Si Paco Checa contó con el reconocimiento de buena parte del pequeño accionista que acudió a la Junta, más escepticismo rodeó al nombramiento de Javier Porquera, madrileño que desembarcó en el club en 2008. Un accionista le cuestionó acerca de sus nexos zaragocistas, si pertenecía al accionariado o si retiraba puntualmente su carné de abonado todas las temporadas. Porquera, titubeante, negó ambas cosas. Aclaró que ni es abonado ni accionista, y que, en todo caso, él acude al palco todos los domingos a cumplir sus exigencias profesionales.
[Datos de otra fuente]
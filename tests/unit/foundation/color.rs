use super::*;
use serde_json::json;

#[test]
fn parses_hex_rgb_and_rgba() {
    let c: Rgba8 = serde_json::from_value(json!("#6366f1")).unwrap();
    assert_eq!(c, Rgba8::rgb(0x63, 0x66, 0xf1));
    assert_eq!(c, Rgba8::from_hex_u32(0x6366f1));

    let c: Rgba8 = serde_json::from_value(json!("0000ff80")).unwrap();
    assert_eq!(c, Rgba8::rgba(0, 0, 255, 128));

    assert!(Rgba8::parse_hex("#12345").is_err());
    assert!(Rgba8::parse_hex("#zz0000").is_err());
}

#[test]
fn parses_rgba_object_and_array() {
    let c: Rgba8 = serde_json::from_value(json!({"r": 1.0, "g": 0.0, "b": 0.0})).unwrap();
    assert_eq!(c, Rgba8::rgb(255, 0, 0));

    let c: Rgba8 = serde_json::from_value(json!([0.0, 0.0, 1.0, 0.5])).unwrap();
    assert_eq!(c, Rgba8::rgba(0, 0, 255, 128));

    assert!(serde_json::from_value::<Rgba8>(json!([0.0, 1.0])).is_err());
}

#[test]
fn serializes_as_hex_string() {
    let s = serde_json::to_string(&Rgba8::rgba(1, 2, 3, 4)).unwrap();
    assert_eq!(s, "\"#01020304\"");
}

#[test]
fn with_alpha_and_lerp_clamp_inputs() {
    let c = Rgba8::WHITE;
    assert_eq!(c.with_alpha(0.5).a, 128);
    assert_eq!(c.with_alpha(2.0).a, 255);
    assert_eq!(c.with_alpha(f64::NAN).a, 0);

    let black = Rgba8::rgb(0, 0, 0);
    assert_eq!(black.lerp(c, 0.0), black);
    assert_eq!(black.lerp(c, 1.0), c);
    assert_eq!(black.lerp(c, 7.0), c);
}
//! Ready-made compositions.

/// The five-section "How the Web Actually Works" explainer.
pub mod how_the_web_works;

pub use how_the_web_works::how_the_web_works;

use crate::foundation::error::ExplainerResult;
use crate::registry::Registry;

/// Registry holding every built-in composition.
pub fn builtin_registry() -> ExplainerResult<Registry> {
    let mut registry = Registry::new();
    registry.register(how_the_web_works()?)?;
    Ok(registry)
}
En más apuros se metió Porquera cuando añadió que no es abonado, pero que "desde el primer día que llegó al Zaragoza, el 15 de enero de 2008, su corazón es de color rojillo (!) y siente el escudo" del Zaragoza.
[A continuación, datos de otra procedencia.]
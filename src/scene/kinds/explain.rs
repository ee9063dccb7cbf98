use crate::animation::entrance::EntranceStyle;
use crate::animation::interp::{Extrapolate, interpolate};
use crate::animation::periodic::{blink, pulse};
use crate::foundation::core::{LocalFrame, Point, Rect, Transform2D, Vec2};
use crate::foundation::error::ExplainerResult;
use crate::scene::components::{
    AccentBox, AnimatedText, FontRole, SectionBadge, Tone, reveal, text_run,
};
use crate::scene::ctx::SceneCtx;
use crate::scene::frame::{Layer, TextAlign};
use crate::scene::kinds::{Scene, require_items, require_text};
use crate::theme::Accent;

const MARGIN: f64 = 160.0;

/// How a [`ConceptExplain`] heading appears.
#[derive(Clone, Copy, Debug, Default, PartialEq, Eq, serde::Serialize, serde::Deserialize)]
#[serde(rename_all = "snake_case")]
pub enum HeadingEntrance {
    /// Rise while fading in.
    #[default]
    FadeUp,
    /// Slide in from the left.
    FadeLeft,
    /// Type out two frames per character behind a blinking cursor.
    Typewriter,
}

fn violet() -> Accent {
    Accent::Violet
}

/// Heading, explanatory paragraph and an optional analogy.
#[derive(Clone, Debug, PartialEq, serde::Serialize, serde::Deserialize)]
pub struct ConceptExplain {
    /// Heading.
    pub heading: String,
    /// Paragraph.
    pub body: String,
    /// Analogy shown under the paragraph.
    #[serde(default, skip_serializing_if = "Option::is_none")]
    pub analogy: Option<String>,
    /// Glyph left of the heading.
    #[serde(default, skip_serializing_if = "Option::is_none")]
    pub icon: Option<String>,
    /// Heading entrance.
    #[serde(default)]
    pub heading_entrance: HeadingEntrance,
    /// Cursor and analogy color.
    #[serde(default = "violet")]
    pub accent: Accent,
}

impl ConceptExplain {
    /// Heading characters shown at `local` by the typewriter entrance.
    pub fn typed_chars(&self, local: LocalFrame) -> usize {
        let len = self.heading.chars().count();
        let shown = interpolate(
            local.as_f64(),
            [0.0, len as f64 * 2.0],
            [0.0, len as f64],
            Extrapolate::Clamp,
        );
        (shown.floor() as usize).min(len)
    }

    fn heading_layer(&self, ctx: &SceneCtx<'_>, local: LocalFrame, origin: Point) -> Layer {
        let color = ctx.theme.palette.text;
        match self.heading_entrance {
            HeadingEntrance::FadeUp | HeadingEntrance::FadeLeft => {
                let entrance = if self.heading_entrance == HeadingEntrance::FadeLeft {
                    EntranceStyle::FadeLeft
                } else {
                    EntranceStyle::FadeUp
                };
                AnimatedText::heading(self.heading.clone(), 52.0, color)
                    .aligned(TextAlign::Start)
                    .entering(entrance)
                    .layer(ctx, local, origin)
            }
            HeadingEntrance::Typewriter => {
                let typed: String = self.heading.chars().take(self.typed_chars(local)).collect();
                let mut children = vec![Layer::text(text_run(
                    ctx,
                    FontRole::Heading,
                    typed.clone(),
                    origin,
                    52.0,
                    800,
                    color,
                    TextAlign::Start,
                ))];
                if blink(local.0, ctx.period(1.0)) {
                    // Rough advance; real text metrics belong to the host.
                    let advance = typed.chars().count() as f64 * 52.0 * 0.55;
                    children.push(Layer::text(text_run(
                        ctx,
                        FontRole::Heading,
                        "|",
                        Point::new(origin.x + advance, origin.y),
                        52.0,
                        800,
                        ctx.theme.accent(self.accent),
                        TextAlign::Start,
                    )));
                }
                Layer::group(children)
            }
        }
    }
}

impl Scene for ConceptExplain {
    fn layers(&self, ctx: &SceneCtx<'_>, local: LocalFrame) -> Vec<Layer> {
        let palette = &ctx.theme.palette;
        let accent = ctx.theme.accent(self.accent);
        let top = ctx.height() / 2.0 - 140.0;

        let mut layers = Vec::with_capacity(4);
        let mut heading_x = MARGIN;
        if let Some(icon) = &self.icon {
            layers.push(
                AnimatedText::body(icon.clone(), 48.0, palette.text)
                    .aligned(TextAlign::Start)
                    .entering(EntranceStyle::ScaleUp)
                    .layer(ctx, local, Point::new(MARGIN, top)),
            );
            heading_x += 72.0;
        }
        layers.push(self.heading_layer(ctx, local, Point::new(heading_x, top)));

        let mut body = text_run(
            ctx,
            FontRole::Body,
            self.body.clone(),
            Point::new(MARGIN, top + 90.0),
            30.0,
            400,
            palette.text,
            TextAlign::Start,
        );
        body.max_width = Some(1200.0_f64.min(ctx.width() - 2.0 * MARGIN));
        layers.push(reveal(
            Layer::text(body),
            ctx.entry(local, 12),
            Vec2::new(0.0, 20.0),
        ));

        if let Some(analogy) = &self.analogy {
            let y = top + 250.0;
            let mut run = text_run(
                ctx,
                FontRole::Body,
                analogy.clone(),
                Point::new(MARGIN + 20.0, y),
                26.0,
                400,
                accent,
                TextAlign::Start,
            );
            run.max_width = Some(ctx.width() - 2.0 * MARGIN - 20.0);
            layers.push(
                Layer::group(vec![
                    Layer::rect(
                        Rect::new(MARGIN, y - 30.0, MARGIN + 3.0, y + 12.0),
                        accent.with_alpha(0.27),
                        0.0,
                    ),
                    Layer::text(run),
                ])
                .with_opacity(ctx.entry(local, 25)),
            );
        }
        layers
    }

    fn validate(&self) -> ExplainerResult<()> {
        require_text("heading", &self.heading)?;
        require_text("body", &self.body)
    }
}

/// One entry of a [`StepSequence`].
#[derive(Clone, Debug, PartialEq, serde::Serialize, serde::Deserialize)]
pub struct Step {
    /// Step title.
    pub title: String,
    /// Line under the title.
    #[serde(default, skip_serializing_if = "Option::is_none")]
    pub description: Option<String>,
}

/// Heading over numbered steps revealed one after another.
#[derive(Clone, Debug, PartialEq, serde::Serialize, serde::Deserialize)]
pub struct StepSequence {
    /// Heading.
    pub heading: String,
    /// Steps, top to bottom.
    pub steps: Vec<Step>,
    /// Badge color.
    #[serde(default)]
    pub accent: Accent,
}

impl StepSequence {
    /// Frame at which step `i` starts entering.
    pub fn step_delay(i: usize) -> i64 {
        10 + 12 * i as i64
    }
}

impl Scene for StepSequence {
    fn layers(&self, ctx: &SceneCtx<'_>, local: LocalFrame) -> Vec<Layer> {
        let palette = &ctx.theme.palette;
        let color = ctx.theme.accent(self.accent);

        let mut layers = vec![
            AnimatedText::heading(self.heading.clone(), 48.0, palette.text)
                .aligned(TextAlign::Start)
                .layer(ctx, local, Point::new(80.0, 130.0)),
        ];

        let row = 110.0;
        let block = row * self.steps.len() as f64;
        let top = 160.0 + ((ctx.height() - 160.0 - block) / 2.0).max(0.0);
        for (i, step) in self.steps.iter().enumerate() {
            let delay = Self::step_delay(i);
            let y = top + i as f64 * row + row / 2.0;
            let mut children = vec![
                SectionBadge {
                    number: (i + 1) as u32,
                    color,
                    size: 48.0,
                    delay,
                }
                .layer(ctx, local, Point::new(104.0, y)),
                Layer::text(text_run(
                    ctx,
                    FontRole::Heading,
                    step.title.clone(),
                    Point::new(148.0, y - if step.description.is_some() { 4.0 } else { -10.0 }),
                    30.0,
                    700,
                    palette.text,
                    TextAlign::Start,
                )),
            ];
            if let Some(desc) = &step.description {
                children.push(Layer::text(text_run(
                    ctx,
                    FontRole::Body,
                    desc.clone(),
                    Point::new(148.0, y + 28.0),
                    22.0,
                    400,
                    palette.muted,
                    TextAlign::Start,
                )));
            }
            layers.push(reveal(
                Layer::group(children),
                ctx.entry(local, delay),
                Vec2::new(-30.0, 0.0),
            ));
        }
        layers
    }

    fn validate(&self) -> ExplainerResult<()> {
        require_text("heading", &self.heading)?;
        require_items("steps", &self.steps)?;
        for (i, step) in self.steps.iter().enumerate() {
            require_text(&format!("steps[{i}].title"), &step.title)?;
        }
        Ok(())
    }
}

/// Oversized glyph next to a comparison with something familiar.
#[derive(Clone, Debug, PartialEq, serde::Serialize, serde::Deserialize)]
pub struct VisualMetaphor {
    /// Glyph, typically an emoji.
    pub icon: String,
    /// Heading.
    pub heading: String,
    /// Analogy paragraph.
    pub analogy: String,
    /// Halo color behind the glyph.
    #[serde(default = "violet")]
    pub accent: Accent,
}

impl Scene for VisualMetaphor {
    fn layers(&self, ctx: &SceneCtx<'_>, local: LocalFrame) -> Vec<Layer> {
        let palette = &ctx.theme.palette;
        let c = ctx.canvas.center();
        let icon_center = Point::new(c.x, c.y - 150.0);
        let pop = ctx.entry_with(local, 0, ctx.theme.timing.snappy).max(0.0);

        let icon = Layer::group(vec![
            Layer::circle(icon_center, 90.0, ctx.theme.accent(self.accent).with_alpha(0.12)),
            Layer::text(text_run(
                ctx,
                FontRole::Body,
                self.icon.clone(),
                Point::new(icon_center.x, icon_center.y + 36.0),
                100.0,
                400,
                palette.text,
                TextAlign::Center,
            )),
        ])
        .with_opacity(ctx.entry(local, 0))
        .with_transform(Transform2D::scale_about(pop, icon_center));

        let heading = reveal(
            Layer::text(text_run(
                ctx,
                FontRole::Heading,
                self.heading.clone(),
                Point::new(c.x, c.y + 30.0),
                52.0,
                800,
                palette.text,
                TextAlign::Center,
            )),
            ctx.entry(local, 10),
            Vec2::new(0.0, 20.0),
        );

        let analogy = AnimatedText::body(self.analogy.clone(), 30.0, palette.muted)
            .delayed(22)
            .wrapped(1100.0)
            .layer(ctx, local, Point::new(c.x, c.y + 110.0));

        vec![icon, heading, analogy]
    }

    fn validate(&self) -> ExplainerResult<()> {
        require_text("icon", &self.icon)?;
        require_text("heading", &self.heading)?;
        require_text("analogy", &self.analogy)
    }
}

fn takeaway_heading() -> String {
    "Key Takeaway".to_owned()
}

/// One sentence worth remembering, in a tinted box.
#[derive(Clone, Debug, PartialEq, serde::Serialize, serde::Deserialize)]
pub struct KeyTakeaway {
    /// Small label above the box.
    #[serde(default = "takeaway_heading")]
    pub heading: String,
    /// The sentence.
    pub takeaway: String,
    /// Box tone.
    #[serde(default = "success_tone")]
    pub tone: Tone,
}

fn success_tone() -> Tone {
    Tone::Success
}

impl Scene for KeyTakeaway {
    fn layers(&self, ctx: &SceneCtx<'_>, local: LocalFrame) -> Vec<Layer> {
        let c = ctx.canvas.center();
        let color = ctx.theme.accent(self.tone.accent());
        let heading = AnimatedText::heading(self.heading.to_uppercase(), 24.0, color)
            .layer(ctx, local, Point::new(c.x, c.y - 120.0));
        let card = AccentBox {
            body: self.takeaway.clone(),
            tone: self.tone,
            delay: 12,
            font_size: 36.0,
        }
        .layer(
            ctx,
            local,
            Rect::new(c.x - 700.0, c.y - 80.0, c.x + 700.0, c.y + 100.0),
        );
        vec![heading, card]
    }

    fn validate(&self) -> ExplainerResult<()> {
        require_text("takeaway", &self.takeaway)
    }
}

/// Severity of a [`WarningCallout`].
#[derive(Clone, Copy, Debug, Default, PartialEq, Eq, serde::Serialize, serde::Deserialize)]
#[serde(rename_all = "snake_case")]
pub enum Severity {
    /// Amber.
    #[default]
    Warning,
    /// Red.
    Danger,
}

impl Severity {
    fn tone(self) -> Tone {
        match self {
            Self::Warning => Tone::Warning,
            Self::Danger => Tone::Danger,
        }
    }

    fn glyph(self) -> &'static str {
        match self {
            Self::Warning => "\u{26a0}",
            Self::Danger => "\u{26d4}",
        }
    }
}

/// Pulsing caution heading over an explanation box.
#[derive(Clone, Debug, PartialEq, serde::Serialize, serde::Deserialize)]
pub struct WarningCallout {
    /// Heading.
    pub heading: String,
    /// Explanation.
    pub body: String,
    /// Severity.
    #[serde(default)]
    pub severity: Severity,
}

impl Scene for WarningCallout {
    fn layers(&self, ctx: &SceneCtx<'_>, local: LocalFrame) -> Vec<Layer> {
        let c = ctx.canvas.center();
        let tone = self.severity.tone();
        let color = ctx.theme.accent(tone.accent());
        let origin = Point::new(c.x, c.y - 110.0);
        let scale = 1.0 + pulse(local.0, ctx.period(2.0), 0.03);

        let heading = Layer::text(text_run(
            ctx,
            FontRole::Heading,
            format!("{} {}", self.severity.glyph(), self.heading),
            origin,
            52.0,
            800,
            color,
            TextAlign::Center,
        ))
        .with_opacity(ctx.entry(local, 0))
        .with_transform(Transform2D::scale_about(scale, origin));

        let card = AccentBox {
            body: self.body.clone(),
            tone,
            delay: 12,
            font_size: 28.0,
        }
        .layer(
            ctx,
            local,
            Rect::new(c.x - 650.0, c.y - 60.0, c.x + 650.0, c.y + 140.0),
        );
        vec![heading, card]
    }

    fn validate(&self) -> ExplainerResult<()> {
        require_text("heading", &self.heading)?;
        require_text("body", &self.body)
    }
}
Porquera, director corporativo, y arquitecto financiero del club explicó sus cometidos: "La idea es diseñar una hoja de ruta con unas bases económicas y financieras que lleve al club durante los próximos años: qué tipo de plantilla e inversiones podemos llevar a cabo, demostrar a bancos, clubes, sociedades, Hacienda e instituciones con las que hay compromisos adquiridos que el Zaragoza es capaz de absorber ese déficit. El objetivo es dejar la deuda (casi 100 millones de euros) en términos sostenibles y renovables. A partir de ahí, ver las inversiones deportivas que podemos hacer".